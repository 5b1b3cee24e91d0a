//! Context types for rule execution.

use std::path::{Path, PathBuf};

/// Whether rules only report or also correct what they find.
#[derive(Debug, Clone, Copy, Default, PartialEq, Eq, Hash)]
pub enum FixMode {
    /// Report violations, leave the tree untouched.
    #[default]
    Check,
    /// Report violations and rewrite the tree in place.
    Fix,
}

impl FixMode {
    /// Returns `true` in fix mode.
    #[must_use]
    pub fn is_fix(self) -> bool {
        self == Self::Fix
    }
}

/// Context provided to per-file rules.
///
/// Contains metadata about the file being analyzed. The file text itself
/// lives in the syntax tree handed to the rule alongside this context.
#[derive(Debug, Clone)]
pub struct FileContext<'a> {
    /// Absolute path to the file.
    pub path: &'a Path,
    /// Path relative to the project root, used in locations and messages.
    pub relative_path: PathBuf,
    /// Check or fix.
    pub mode: FixMode,
}

impl<'a> FileContext<'a> {
    /// Creates a new file context.
    #[must_use]
    pub fn new(path: &'a Path, root: &Path, mode: FixMode) -> Self {
        let relative_path = path
            .strip_prefix(root)
            .map_or_else(|_| path.to_path_buf(), Path::to_path_buf);

        Self {
            path,
            relative_path,
            mode,
        }
    }

    /// File name for diagnostic messages.
    #[must_use]
    pub fn file_name(&self) -> String {
        self.path
            .file_name()
            .map_or_else(|| self.path.display().to_string(), |n| n.to_string_lossy().into_owned())
    }
}
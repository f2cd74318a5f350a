//! Error types for the simulator
//!
//! Three families, mirroring how a run can fail:
//! - `ConfigError`: rejected before any generation happens
//! - `DataIntegrityError`: a generated row contradicts itself (should
//!   never occur; surfaced as an assertion-grade failure in tests)
//! - `SimError`: top-level union

use uuid::Uuid;

/// Configuration problems detected before generation starts.
#[derive(Debug, Clone, PartialEq, thiserror::Error)]
pub enum ConfigError {
    /// Session count must be at least one
    #[error("num_users must be positive (got {0})")]
    InvalidUserCount(u64),

    /// Test window must span at least one day
    #[error("test_duration_days must be positive (got {0})")]
    InvalidDuration(u32),

    /// Base rate outside the open unit interval
    #[error("base_conversion_rate must be in (0, 1) (got {0})")]
    InvalidBaseRate(f64),

    /// Clamp bounds are inverted or out of range
    #[error("conversion clamp bounds [{min}, {max}] are not a sub-interval of [0, 1]")]
    InvalidClampBounds { min: f64, max: f64 },

    /// A categorical weight table does not sum to 1.0.
    ///
    /// Weights are never renormalized silently: a bad sum is almost
    /// always an authoring mistake in the weight table.
    #[error("{dimension} weights must sum to 1.0 (got {sum:.6})")]
    MalformedWeights {
        dimension: &'static str,
        sum: f64,
    },

    /// Weight table is empty or contains negative/non-finite entries
    #[error("{dimension} weight table is empty or contains invalid entries")]
    InvalidWeightTable { dimension: &'static str },
}

/// A generated session violates its own invariants.
#[derive(Debug, Clone, PartialEq, thiserror::Error)]
pub enum DataIntegrityError {
    /// Rating present although the session did not convert
    #[error("session {session_id}: rating present on non-converted session")]
    RatingWithoutConversion { session_id: Uuid },

    /// Converted session carries no rating
    #[error("session {session_id}: converted session is missing a rating")]
    MissingRating { session_id: Uuid },

    /// Rating escaped the declared range
    #[error("session {session_id}: rating {rating} outside [1.0, 5.0]")]
    RatingOutOfRange { session_id: Uuid, rating: f64 },
}

/// Top-level simulator error.
#[derive(Debug, thiserror::Error)]
pub enum SimError {
    /// Invalid configuration
    #[error("configuration error: {0}")]
    Config(#[from] ConfigError),

    /// Generated data failed a consistency check
    #[error("data integrity violation: {0}")]
    Integrity(#[from] DataIntegrityError),
}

**The problem**
Once you reach the line that contains "Uuid, rating: f64", print it and every line after it exactly as written, stopping at the last line of the records and adding nothing.

**Answer to this exercise**
    RatingOutOfRange { session_id: Uuid, rating: f64 },
}

/// Top-level simulator error.
#[derive(Debug, thiserror::Error)]
pub enum SimError {
    /// Invalid configuration
    #[error("configuration error: {0}")]
    Config(#[from] ConfigError),

    /// Generated data failed a consistency check
    #[error("data integrity violation: {0}")]
    Integrity(#[from] DataIntegrityError),
}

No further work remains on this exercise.